This should not be misunderstood as a dismissal of the 19th and early 20th century anthropology pertaining to the Native Americans. On the contrary, in working in the borderlands of history and anthropology I am a firm believer in the usefulness of early recorded ethnographical data. A sound critical evaluation of pre-conceptions does not in any way destroy our anthropological heritage, merely providing different perspectives. As Pierre Bourdieu once put it, ‘only history can free us from history.’ Two examples, one about classifications and the other concerning rationality, illustrate my point of view:

1. Lewis Henry Morgan wrote his classic Ancient Society in 1877, using savagism, barbarism, and civilization as categories for tracing human evolution. Some 250 years before, José de Acosta had published History natural y moral de las Indias, using the same combination of concepts deriving from Latin and Greek terms. Obviously, we are not dealing with mere coincidence, but a very fundamental notion of these concepts.

2. In a quite recent textbook, Brian M. Fagan makes a convincing explanation of Hernando Cortes destruction of the Aztec Empire.  The natives believed that Cortes was the returning Quetzalcoatl and made no resistance until it was too late. Sure, it makes sense – but on the other hand our sources do not tell us this story. Here we face a certain notion of rationality, the question is; whose rationality are we actually talking about. Fagan does not present his case as one possible interpretation, but as the actual historical event.

Pursuing such issues might lead us to quite a different realm, one to challenging the very basics of anthropology. This is, of course, not my intention. This preliminary report is a brief effort to present some early anthropologists representations of Native Americans, trying to reveal pre-conceptions as a result of being an American doing research in one’s own geographical space.
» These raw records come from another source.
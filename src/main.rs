//! conic signaling relay server
//!
//! Exit codes: 0 on graceful shutdown, 2 on invalid configuration,
//! 1 on a fatal listener error.

use std::path::Path;
use std::process::ExitCode;
use std::sync::Arc;

use clap::{Arg, ArgMatches, Command};

use conic::config::Config;
use conic::error::Result;
use conic::hub::Hub;
use conic::server::SignalServer;
use conic::{logging, VERSION};

fn main() -> ExitCode {
    let matches = Command::new("conic-server")
        .version(VERSION)
        .about("WebRTC signaling relay server")
        .arg(
            Arg::new("config")
                .short('c')
                .long("config")
                .value_name("FILE")
                .help("Configuration file path (TOML or JSON)"),
        )
        .arg(
            Arg::new("host")
                .long("host")
                .value_name("HOST")
                .help("Server host"),
        )
        .arg(
            Arg::new("port")
                .long("port")
                .value_name("PORT")
                .value_parser(clap::value_parser!(u16).range(1..))
                .help("Server port"),
        )
        .arg(
            Arg::new("log-level")
                .long("log-level")
                .value_name("LEVEL")
                .help("Log level (debug, info, warn, error)"),
        )
        .get_matches();

    let config = match load_config(&matches) {
        Ok(config) => config,
        Err(error) => {
            eprintln!("invalid configuration: {error}");
            return ExitCode::from(2);
        }
    };

    logging::init(&config.logging);

    match run(config) {
        Ok(()) => ExitCode::SUCCESS,
        Err(error) => {
            tracing::error!(error = %error, "server error");
            ExitCode::FAILURE
        }
    }
}

/// Merge configuration sources: flags > environment > file > defaults
fn load_config(matches: &ArgMatches) -> Result<Config> {
    let path = matches.get_one::<String>("config").map(Path::new);
    let mut config = Config::load(path)?;

    if let Some(host) = matches.get_one::<String>("host") {
        config.server.host = host.clone();
    }
    if let Some(port) = matches.get_one::<u16>("port") {
        config.server.port = *port;
    }
    if let Some(level) = matches.get_one::<String>("log-level") {
        config.logging.level = level.clone();
    }

    config.validate()?;
    Ok(config)
}

#[tokio::main]
async fn run(config: Config) -> Result<()> {
    tracing::info!(version = VERSION, addr = %config.bind_addr(), "starting conic server");

    let hub = Arc::new(Hub::new());
    hub.start()?;

    let server = SignalServer::new(&config, Arc::clone(&hub));

    let result = server
        .run_until(async {
            let _ = tokio::signal::ctrl_c().await;
        })
        .await;

    hub.stop().await?;

    tracing::info!("server stopped gracefully");
    result
}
As a mirror, I will use Franz Boas as a case of European-born researchers studying North American Indians and Baron Erland Nordenskiöld as an example of a European (Swedish) ethnographer studying South American Indians.

The polygenism view of the Indian race – Samuel G. Morton

Theories of separate creation as an explanation for a biological inferiority of the Indian race gained ground in the 1830s and 40s. Although collapsing in the 1860s due to devastating new research, Samuel G. Morton’s “ethnological proof” for many seemed to be in accord with the facts. Among them the celebrated historian Francis Parkman.

Historian Robert E. Bieder has in Science Encounters the Indian, 1820-1880 (1986) in length (and excellently) dealt with the “Enlightenment Ethnology” of Albert Gallatin and with Morton’s “Calculations of Inferiority”. Here our purpose does not require a through investigation in this matter, but it might be valuable to halt for just a moment in order to get a general view of the “defects” of the Indian’s physical and mental characteristics. For Morton, beneath different external appearance lay the original Indian race-type. The intellectual faculties of the Indian was low, indicating he could never rise to the same intellectual level as the Caucasian. For Morton, inequality was a decreed by God.

Discussing race and mental capacity, Morton set the standards for many years to come. Always referring to the Indian, while at the same time neglecting individual variation in the studies of Native Americans, they proceeded more or less according to an old device: “He who had seen one tribe of Indians has seen them all!”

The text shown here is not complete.